Tuesday, May 26, 2009

Mouthguards, helmets and Tommy John surgery

As followers of this blog know (due to my railing on the subject) all youth sports injuries are not created equally. There are two major types: acute injuries that are incidental to the sport being played, i.e., turning an ankle on second base or catching an elbow in the face during a fight for a rebound; and overuse injuries caused pretty much by one thing: playing sports so intensely that a kid's body breaks.

Some recent info on both types:

According to a new study, the number of acute baseball injuries is falling, at least those that are showing up in hospital emergency rooms. The annual number of those injuries fell 24.9 per cent from 1994 to 2006, according to the research, just published in Pediatrics.

From the report: "The most commonly injured body parts were the face (33.5%) and the upper extremity (32.4%). The most common injury diagnoses were soft tissue injury (34.3%) and fracture (18.4%). The most common mechanism of injury was being hit by the baseball (46.0%).
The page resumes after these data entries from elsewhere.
//! Error types for the junction scheduler
//!
//! All errors implement `std::error::Error` via `thiserror::Error`. The core
//! loops never abort on these: per-cycle failures (a malformed arrival batch,
//! an unreadable source) are contained within that cycle and surface here only
//! when a caller invokes an operation directly.

use thiserror::Error;

/// Junction error type
///
/// # Variants
///
/// * `UnknownLane` - A lane label did not match any of the twelve lanes
/// * `SourceError` - An arrival source could not be read or cleared
/// * `ParseError` - An arrival record could not be decoded
/// * `ShutdownInProgress` - The controller is shutting down
/// * `Other` - Catch-all for unexpected errors
#[derive(Error, Debug)]
pub enum JunctionError {
    /// Lane label not recognized
    #[error("Unknown lane: {0}")]
    UnknownLane(String),

    /// Arrival source failure
    #[error("Arrival source error: {0}")]
    SourceError(String),

    /// Arrival record decode failure
    #[error("Arrival record parse error: {0}")]
    ParseError(String),

    /// Shutdown in progress
    #[error("Junction is shutting down, not accepting new work")]
    ShutdownInProgress,

    /// Other error
    #[error("{0}")]
    Other(String),
}

/// Result type alias using JunctionError
pub type Result<T> = std::result::Result<T, JunctionError>;
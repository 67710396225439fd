//! # Crossflow
//!
//! A four-road junction scheduler with per-lane FIFO queues, priority
//! arbitration, and timed service windows.
//!
//! ## Core
//!
//! - Twelve per-lane FIFO vehicle queues (four roads, three lanes each)
//! - Weight-then-size arbitration over the four signal-controlled lanes
//! - Overload mode for the high-priority lane with hysteresis thresholds
//! - Quota-bounded service windows metered by a release gate
//! - Free-turn lanes drained on an independent timer
//! - Pluggable arrival sources (file-backed or in-memory) with line-delimited
//!   JSON records
//! - Synthetic traffic producer with engineered bursts
//! - Event system for junction lifecycle notifications
//! - Cooperative shutdown across all loops
//!
//! ## Quick Start
//!
//! ```rust,ignore
//! use crossflow::{IntersectionBuilder, JunctionConfig};
//!
//! #[tokio::main]
//! async fn main() -> anyhow::Result<()> {
//!     let controller = IntersectionBuilder::new()
//!         .with_config(JunctionConfig::default())
//!         .with_file_sources("./arrivals")
//!         .build()
//!         .await;
//!
//!     controller.start().await?;
//!
//!     tokio::signal::ctrl_c().await?;
//!     controller.shutdown().await;
//!
//!     let stats = controller.stats().await;
//!     println!("served {} of {}", stats.served_total, stats.ingested_total);
//!     Ok(())
//! }
//! ```

pub mod config;
pub mod controller;
pub mod error;
pub mod event;
pub mod ingest;
pub mod producer;
pub mod queue;
pub mod registry;
pub mod scheduler;
pub mod vehicle;

pub use config::JunctionConfig;
pub use controller::{IntersectionBuilder, IntersectionController, JunctionSnapshot};
pub use error::{JunctionError, Result};
pub use event::{events, EventEmitter, EventPayload, EventStream, JunctionEvent};
pub use ingest::{ArrivalRecord, ArrivalSource, FileSource, Ingestor, MemorySource};
pub use producer::{ArrivalSink, VehicleProducer, DEFAULT_PRODUCER_PERIOD};
pub use queue::VehicleQueue;
pub use registry::{LaneRegistry, Weight};
pub use scheduler::{Scheduler, ServiceSession, SignalState};
pub use vehicle::{LaneName, LaneSlot, Road, Vehicle, VehicleId};

use serde::{Deserialize, Serialize};
use std::collections::HashMap;

/// Junction statistics snapshot
///
/// Provides a point-in-time view of queue depths and throughput across all
/// twelve lanes.
///
/// # Fields
///
/// * `total_queued` - Vehicles currently waiting across all lanes
/// * `served_total` - Vehicles released since startup (signalled and free-turn)
/// * `ingested_total` - Vehicles accepted from arrival sources since startup
/// * `lanes` - Per-lane queue depth keyed by lane label ("AL2")
#[derive(Debug, Clone, Default, Serialize, Deserialize)]
pub struct JunctionStats {
    pub total_queued: usize,
    pub served_total: u64,
    pub ingested_total: u64,
    pub lanes: HashMap<String, usize>,
}
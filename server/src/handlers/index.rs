use axum::response::{IntoResponse, Response};

use crate::utils::hal::{rel, Links, RepresentationModel, EVENTS_PATH};
use crate::utils::response::Hal;

/// Entry point of the API: links to every top-level collection.
pub async fn index() -> Response {
    let model = RepresentationModel {
        links: Links::new().with(rel::EVENTS, EVENTS_PATH),
    };
    Hal(model).into_response()
}
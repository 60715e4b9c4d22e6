use axum::response::{IntoResponse, Response};
use serde::Serialize;

use crate::utils::response::success;

pub mod events;
pub mod index;
pub mod oauth;

pub use events::{create_event, get_event, list_events, update_event};
pub use index::index;
pub use oauth::issue_token;

#[derive(Serialize)]
struct HealthPayload {
    status: &'static str,
    service: &'static str,
}

pub async fn health_check() -> Response {
    let payload = HealthPayload {
        status: "ok",
        service: "event-api",
    };

    success(payload, "Health check successful").into_response()
}
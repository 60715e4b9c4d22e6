use axum::http::{header, HeaderValue, StatusCode};
use axum::response::{IntoResponse, Response};
use thiserror::Error;
use tracing::{error, warn};

use crate::auth::AuthError;
use crate::utils::hal::{ErrorModel, INDEX_PATH};
use crate::utils::response::{error as error_response, Hal};
use crate::validation::ValidationErrors;

#[derive(Debug, Error)]
pub enum AppError {
    #[error("Validation failed with {} error(s)", .0.len())]
    Validation(ValidationErrors),

    #[error("Authentication error: {0}")]
    AuthError(String),

    #[error("Resource not found: {0}")]
    NotFound(String),

    #[error("Database error")]
    DatabaseError(#[from] sqlx::Error),

    #[error("Internal server error")]
    InternalServerError(String),
}

impl AppError {
    pub fn status_code(&self) -> StatusCode {
        match self {
            AppError::Validation(_) => StatusCode::BAD_REQUEST,
            AppError::AuthError(_) => StatusCode::UNAUTHORIZED,
            AppError::NotFound(_) => StatusCode::NOT_FOUND,
            AppError::DatabaseError(_) => StatusCode::INTERNAL_SERVER_ERROR,
            AppError::InternalServerError(_) => StatusCode::INTERNAL_SERVER_ERROR,
        }
    }

    pub fn code(&self) -> &'static str {
        match self {
            AppError::Validation(_) => "VALIDATION_ERROR",
            AppError::AuthError(_) => "AUTH_ERROR",
            AppError::NotFound(_) => "NOT_FOUND",
            AppError::DatabaseError(_) => "DATABASE_ERROR",
            AppError::InternalServerError(_) => "INTERNAL_SERVER_ERROR",
        }
    }

    fn log(&self) {
        match self {
            AppError::Validation(errors) => {
                warn!(errors = errors.len(), object = errors.object_name(), "Validation failed");
            }
            AppError::AuthError(msg) | AppError::NotFound(msg) => {
                warn!(code = self.code(), message = %msg, "Request rejected");
            }
            AppError::InternalServerError(msg) => {
                error!(error = ?self, message = %msg, "Application error");
            }
            AppError::DatabaseError(e) => {
                error!(error = ?e, "Database error");
            }
        }
    }
}

impl From<ValidationErrors> for AppError {
    fn from(errors: ValidationErrors) -> Self {
        AppError::Validation(errors)
    }
}

impl From<AuthError> for AppError {
    fn from(error: AuthError) -> Self {
        match error {
            AuthError::UsernameNotFound(_) | AuthError::BadCredentials => {
                AppError::AuthError(error.to_string())
            }
            AuthError::Database(e) => AppError::DatabaseError(e),
            other => AppError::InternalServerError(other.to_string()),
        }
    }
}

impl IntoResponse for AppError {
    fn into_response(self) -> Response {
        let status = self.status_code();
        let code = self.code();

        // Log internal details
        self.log();

        let public_message = match self {
            AppError::Validation(errors) => {
                return (status, Hal(ErrorModel::from(errors))).into_response();
            }
            AppError::AuthError(msg) | AppError::NotFound(msg) => msg,
            AppError::DatabaseError(_) => "A database error occurred".to_string(),
            AppError::InternalServerError(_) => "An internal error occurred".to_string(),
        };

        let mut response = error_response(code, public_message, None, status);
        match status {
            StatusCode::UNAUTHORIZED => {
                response
                    .headers_mut()
                    .insert(header::WWW_AUTHENTICATE, HeaderValue::from_static("Bearer"));
            }
            StatusCode::NOT_FOUND => {
                response
                    .headers_mut()
                    .insert(header::LOCATION, HeaderValue::from_static(INDEX_PATH));
            }
            _ => {}
        }
        response
    }
}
Children in the 9- to 12-year age group had the highest injury rate (2.4 per 1000 population). When injury rates were calculated by using baseball-participation data (2003), children in the 12- to 17-year age group had a higher injury rate (19.8 per 1000 participants) than those in the 6- to 11-year age group (12.1 per 1000 participants)."

More from the study: "Youth baseball is a relatively safe sport for children. Although injury rates and the total number of injuries declined during the study period, our findings indicate that there are opportunities for making baseball an even safer sport for children. We recommend that all youth baseball players wear properly fitted mouth guards, that all leagues, schools, and parks install safety bases, that all batters use helmets with face shields, and that all players use safety baseballs."

Meanwhile, there's less (i.e., nothing) to indicate a dip in overuse injuries among youth baseball players. In fact, the anecdotal reports point to just the opposite. Here's the latest alarm bell, a good piece on youth pitchers undergoing Tommy John surgery in last week's Oregonian. If you question whether we're really putting kids at risk, consider this paragraph from the article:

"Dr. James Andrews of Birmingham, Ala., has become a household name in the baseball world. He has seen a steadily rising percentage of young pitchers coming in for his elbow ligament replacement surgery. More than one-quarter of his 853 patients in the past six years were at the high school level or younger. One was 7."

1 comment:

Cal said...

I would also personally like to see the pitchers and infielders wear batting helmets in the field (that means with earflaps). At least the pitcher should wear a batting helmet, while the infielders could wear the base coach helmets (the ones without earflaps) to avoid getting hit in the head by bad hops. This would be to avoid the catastrophic injury that happened to this pitcher in New Jersey:


I would also recommend the Heart Guard baseball device that protects the heart for young players. There are cases every year where a baseball strikes a kid during a certain time of the heartbeat and can cause cardiac arrest. And Little Leaguers are more susceptible than adults to this injury.

And the Little League organizations should work, if they are not already, to reduce the trampoline effect of these aluminum baseball bats.

I know many would consider all of these recommendations as one of a killjoy. But the most important thing is the safety of the kids, and not who wins (in the grand scheme of life) these meaningless baseball games.